* [GOAL OF THE EXERCISE]: Needed from the data below: all lines that contain the word "words".

* [RECORD EXCERPTS]:

*** Block opens ***

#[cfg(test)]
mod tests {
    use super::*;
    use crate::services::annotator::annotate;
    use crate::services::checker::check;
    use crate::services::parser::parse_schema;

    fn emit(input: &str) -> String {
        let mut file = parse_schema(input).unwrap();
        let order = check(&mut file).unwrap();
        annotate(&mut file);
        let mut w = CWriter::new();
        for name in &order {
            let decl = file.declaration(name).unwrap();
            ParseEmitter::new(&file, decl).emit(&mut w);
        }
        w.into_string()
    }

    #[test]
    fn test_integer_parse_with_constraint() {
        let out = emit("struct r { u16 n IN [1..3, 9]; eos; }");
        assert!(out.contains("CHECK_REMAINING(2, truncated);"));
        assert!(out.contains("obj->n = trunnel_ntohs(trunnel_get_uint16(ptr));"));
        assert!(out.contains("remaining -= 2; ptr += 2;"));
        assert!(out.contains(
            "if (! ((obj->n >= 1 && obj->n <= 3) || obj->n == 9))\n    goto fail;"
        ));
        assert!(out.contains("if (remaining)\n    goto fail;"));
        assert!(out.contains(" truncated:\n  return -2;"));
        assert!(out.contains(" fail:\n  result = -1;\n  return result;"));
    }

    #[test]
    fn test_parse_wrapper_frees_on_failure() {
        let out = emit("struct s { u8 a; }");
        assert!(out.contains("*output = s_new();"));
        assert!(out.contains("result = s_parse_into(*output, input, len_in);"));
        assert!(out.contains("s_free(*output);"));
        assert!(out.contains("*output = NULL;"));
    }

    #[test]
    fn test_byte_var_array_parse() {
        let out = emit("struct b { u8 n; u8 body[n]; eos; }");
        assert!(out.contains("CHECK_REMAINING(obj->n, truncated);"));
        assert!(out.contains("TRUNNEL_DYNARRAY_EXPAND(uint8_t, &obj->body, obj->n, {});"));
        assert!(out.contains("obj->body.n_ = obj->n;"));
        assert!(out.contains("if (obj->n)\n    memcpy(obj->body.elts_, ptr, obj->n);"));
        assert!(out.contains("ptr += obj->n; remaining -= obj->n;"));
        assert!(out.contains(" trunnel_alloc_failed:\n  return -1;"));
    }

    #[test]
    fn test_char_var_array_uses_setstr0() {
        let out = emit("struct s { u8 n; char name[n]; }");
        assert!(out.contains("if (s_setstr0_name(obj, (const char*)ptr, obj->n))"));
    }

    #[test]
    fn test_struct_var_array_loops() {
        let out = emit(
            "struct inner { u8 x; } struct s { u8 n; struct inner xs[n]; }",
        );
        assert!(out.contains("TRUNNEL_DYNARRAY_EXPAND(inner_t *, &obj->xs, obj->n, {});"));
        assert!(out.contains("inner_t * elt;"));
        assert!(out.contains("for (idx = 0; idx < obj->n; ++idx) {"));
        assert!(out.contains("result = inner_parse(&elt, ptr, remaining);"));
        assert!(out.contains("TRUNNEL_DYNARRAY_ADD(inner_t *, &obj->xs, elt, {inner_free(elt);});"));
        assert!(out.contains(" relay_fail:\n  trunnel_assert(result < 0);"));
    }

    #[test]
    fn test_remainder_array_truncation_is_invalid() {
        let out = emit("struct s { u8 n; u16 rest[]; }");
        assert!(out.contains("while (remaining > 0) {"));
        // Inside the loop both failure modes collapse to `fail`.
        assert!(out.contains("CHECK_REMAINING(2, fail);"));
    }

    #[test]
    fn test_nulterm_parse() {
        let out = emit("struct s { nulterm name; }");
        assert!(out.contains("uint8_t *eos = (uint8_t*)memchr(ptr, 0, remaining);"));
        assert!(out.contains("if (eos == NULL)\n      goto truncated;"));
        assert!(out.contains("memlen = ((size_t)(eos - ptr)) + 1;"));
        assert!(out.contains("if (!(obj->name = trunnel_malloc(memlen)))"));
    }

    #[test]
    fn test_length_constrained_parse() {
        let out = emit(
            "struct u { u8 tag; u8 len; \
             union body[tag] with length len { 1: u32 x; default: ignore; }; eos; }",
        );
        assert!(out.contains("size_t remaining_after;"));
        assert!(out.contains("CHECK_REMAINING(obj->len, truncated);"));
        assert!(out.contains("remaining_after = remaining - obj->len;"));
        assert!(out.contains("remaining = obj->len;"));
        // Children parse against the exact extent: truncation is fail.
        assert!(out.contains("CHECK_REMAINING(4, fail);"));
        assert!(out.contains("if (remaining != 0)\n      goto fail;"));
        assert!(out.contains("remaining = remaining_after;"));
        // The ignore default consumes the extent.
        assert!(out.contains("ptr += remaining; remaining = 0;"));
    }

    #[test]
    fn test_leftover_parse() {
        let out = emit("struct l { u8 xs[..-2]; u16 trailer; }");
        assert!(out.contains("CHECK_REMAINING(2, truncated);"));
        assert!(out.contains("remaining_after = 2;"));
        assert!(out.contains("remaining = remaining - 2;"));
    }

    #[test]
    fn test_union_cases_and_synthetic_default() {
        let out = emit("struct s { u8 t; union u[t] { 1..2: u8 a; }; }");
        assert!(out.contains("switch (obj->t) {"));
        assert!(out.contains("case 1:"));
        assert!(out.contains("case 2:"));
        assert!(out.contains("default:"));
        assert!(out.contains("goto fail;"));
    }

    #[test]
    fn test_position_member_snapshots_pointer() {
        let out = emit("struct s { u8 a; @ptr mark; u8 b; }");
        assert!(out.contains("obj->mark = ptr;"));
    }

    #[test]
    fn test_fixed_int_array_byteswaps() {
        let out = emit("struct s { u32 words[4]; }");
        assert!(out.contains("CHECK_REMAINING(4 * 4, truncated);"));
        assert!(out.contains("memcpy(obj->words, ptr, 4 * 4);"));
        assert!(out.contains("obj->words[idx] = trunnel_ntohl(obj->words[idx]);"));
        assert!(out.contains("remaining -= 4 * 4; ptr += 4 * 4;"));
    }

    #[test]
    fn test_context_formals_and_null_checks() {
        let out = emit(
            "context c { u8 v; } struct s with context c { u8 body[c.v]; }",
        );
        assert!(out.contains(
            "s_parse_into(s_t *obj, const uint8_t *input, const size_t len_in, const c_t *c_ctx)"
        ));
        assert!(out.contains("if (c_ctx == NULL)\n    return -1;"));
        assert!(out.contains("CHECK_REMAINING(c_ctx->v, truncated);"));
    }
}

*** Block closes ***

* [ANSWER AREA]:
        let out = emit("struct s { u32 words[4]; }");
        assert!(out.contains("memcpy(obj->words, ptr, 4 * 4);"));
        assert!(out.contains("obj->words[idx] = trunnel_ntohl(obj->words[idx]);"));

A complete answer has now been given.